X‐ray guided interventions in the porcine hepatic portal venous system. (a) Illustration of the robot performing vascular interventions under X‐ray guidance with real‐time monitoring of temperature and pressure. The robot was introduced via the portal vein and steered by a permanent magnet. (b) Sequential X‐ray images showing the navigation of the robot in the porcine hepatic vasculature. The first image (baseline) was acquired immediately after contrast agent injection and used as a vascular reference. Subsequent frames capture the robot's progression toward intrahepatic targets under magnetic guidance. (c) Real‐time readouts of pressure, temperature, and probing laser power during the procedure. (d) Histological comparison between normal and ablated liver tissues.
Conclusions
3
In summary, we have presented a millimeter‐scale iSOM robot that integrates skin‐mimic multimodal tactile sensing, photothermal ablation, and magnetic actuation, along with key attributes of high flexibility, low‐surface friction, and biocompatibility. The robot's body consisted of a soft PVC sheath that encased bundled MMFs for light delivery and collection. The leading section of the robot was coated with ferromagnetic polymer to allow magnetic steering, while the front tip featured a hemispherical optical structure that enabled both tactile sensing and photothermal ablation. To mitigate friction during navigation, biocompatible hydrogel skin was applied to the robot surface to provide lubrication. By exploiting the plasmon‐upconversion coupling mechanism, the robot enabled real‐time, decoupled monitoring of temperature and pressure variations during tissue contact under single NIR laser excitation. Simultaneously, the excited LSPR was also harnessed to efficiently convert light energy into localized heat, facilitating targeted ablation therapy. The robot was validated through proof‐of‐concept demonstrations, including real‐time tracked percutaneous photothermal ablation in porcine tissue, targeted cardiac ablation in cardiovascular phantoms, and image‐guided therapeutic interventions in ex vivo and in vivo anatomical systems, highlighting its clinical potential in minimally invasive interventional therapies.

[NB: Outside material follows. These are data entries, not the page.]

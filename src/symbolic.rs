#![allow(non_camel_case_types)]
#![allow(non_snake_case)]
/// a module turns a String expression into a symbolic expression
///
///# Example
/// ```
/// use RustedGraphCalc::symbolic::symbolic_engine::Expr;
/// let input = "x^2.3* ln(x+y+y^2.6)";
/// let parsed_expression = Expr::parse_expression(input).unwrap();
/// println!(" parsed_expression {}", parsed_expression);
/// let parsed_function = parsed_expression.lambdify(&["x", "y"]).unwrap();
/// println!("{}, Rust function: {}  \n", input, parsed_function(&[1.0, 2.0]));
/// ```
/// ________________________________________________________________________________________________________________________________
pub mod parse_expr;
///____________________________________________________________________________________________________________________________
/// # Preprocessing
/// calculator-style text (`2x`, `3(x+1)`, `x^2`) to parser-ready text, plus textual
/// substitution of variable bindings
///# Example
/// ```
/// use RustedGraphCalc::symbolic::preprocess::normalize;
/// assert_eq!(normalize("2x^2+3(x+1)"), "2*x**2+3*(x+1)");
/// ```
pub mod preprocess;
///____________________________________________________________________________________________________________________________
/// # Symbolic engine
/// a module
/// 1) holds the expression tree
/// 2) substitutes variables with values or other expressions
/// 3) collects free symbols and binds leftover symbols to defaults
///# Example
/// ```
/// use RustedGraphCalc::symbolic::symbolic_engine::Expr;
/// let parsed_expression = Expr::parse_expression("A*x + B").unwrap();
/// let all = parsed_expression.all_arguments_are_variables();
/// assert_eq!(all, vec!["A", "B", "x"]);
/// let (bound, defaulted) = parsed_expression.default_free_symbols(&["x"], 1.0);
/// assert_eq!(defaulted, vec!["A", "B"]);
/// let f = bound.lambdify(&["x"]).unwrap();
/// assert_eq!(f(&[3.0]), 4.0);
/// ```
pub mod symbolic_engine;
/// turns a symbolic expression into a thread-safe Rust closure
pub mod symbolic_lambdify;
/// constant folding and algebraic identities
pub mod symbolic_simplify;
///____________________________________________________________________________________________________________________________
/// # Equation solving
/// solves `expr = 0` for one variable: closed form for linear and quadratic polynomials,
/// inversion of the wrapping operations when the variable occurs once
///# Example
/// ```
/// use RustedGraphCalc::symbolic::symbolic_engine::Expr;
/// let eq = Expr::parse_expression("2*z - x").unwrap();
/// let roots = eq.solve_for("z");
/// assert_eq!(roots.len(), 1);
/// ```
pub mod symbolic_solve;
/// bracket helpers for the parser
pub mod utils;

Compared to existing robotic technologies, the iSOM robot offers key advantages in miniaturization, multifunctional integration, and biomechanical compatibility. Its low‐profile design, combining photothermal ablation and magnetic actuation, enables remote‐controlled navigation in confined spaces for targeted therapy, while real‐time monitoring ensures precise and safe interventions. The soft, biocompatible structure and self‐lubricating surface enhance tissue compatibility, allowing it to conform to complex tissue surfaces and minimizing the risk of friction‐related injuries. For magnetic steering, a single permanent magnet was used to generate the required magnetic fields by manually adjusting its position and orientation. To further improve steering precision, more advanced magnetic field control systems, such as MRI or electromagnetic field generation systems, could be employed. MRI is particularly promising, as it facilitates both magnetic actuation and imaging guidance without ionizing radiation. Additionally, due to the small size and versatility of optical fiber, the functionality of the robot could be further enriched by integrating microscale fiber‐optic imaging technologies such as optical coherence tomography (OCT) or photoacoustic imaging (PAI), enabling real‐time tissue imaging during minimally invasive treatments. Overall, the iSOM robot is expected to offer an innovative, safer, and more efficient approach to minimally invasive therapies, with the potential to transform clinical practice across diverse medical applications.
Methods
4
Fabrication of the iSOM Robot
4.1
The main body of the iSOM robot featured a flexible PVC sheath (outer diameter: 1.2 mm) enclosing a bundle of MMFs, with a central fiber for laser excitation and six surrounding fibers for collecting emitted light. Each fiber had a core/cladding diameter of 100/110 µm and a numerical aperture (NA) of 0.22. The pristine body was first cleaned with a plasma cleaner (PDC‐001, Harrick Plasma) for about 2 min to remove surface contaminants and improve wettability. To enable magnetic responsiveness, the front section (∼2 cm) of the robot body was coated with a ferromagnetic polymer composite, achieved by inserting it into a polyethylene tube mold with an inner diameter of 1.5 mm. A precursor solution containing 30 vol% NdFeB powder (average particle size: 5 µm, Magnequench) was prepared by mixing it with PDMS (Sylgard 184, Dow Corning) at a base‐to‐curing agent ratio of 10:1. After vigorous stirring and degassing, the solution was injected into the mold via a syringe and magnetized along its axial direction under a strong magnetic field (∼3 T). The coated body was then cured at 80°C for 5 h and removed from the mold using water pressure. To form a hydrogel skin on the robot's outer surface, the robot was first treated with an ethanol solution containing 10 wt% benzophenone (Aladdin) for 1 min. After wiping off the excess solution, the robot was immersed in a hydrogel precursor consisting of 30 wt% acrylamide (Aladdin) and 1 wt% Irgacure 2959 (Aladdin) dissolved in deionized water. The solution was exposed to ultraviolet light (365 nm, 5 mW cm^−2^) for 60 min to polymerize the hydrogel onto the robot surface, then rinsed with deionized water to remove any residual reagents.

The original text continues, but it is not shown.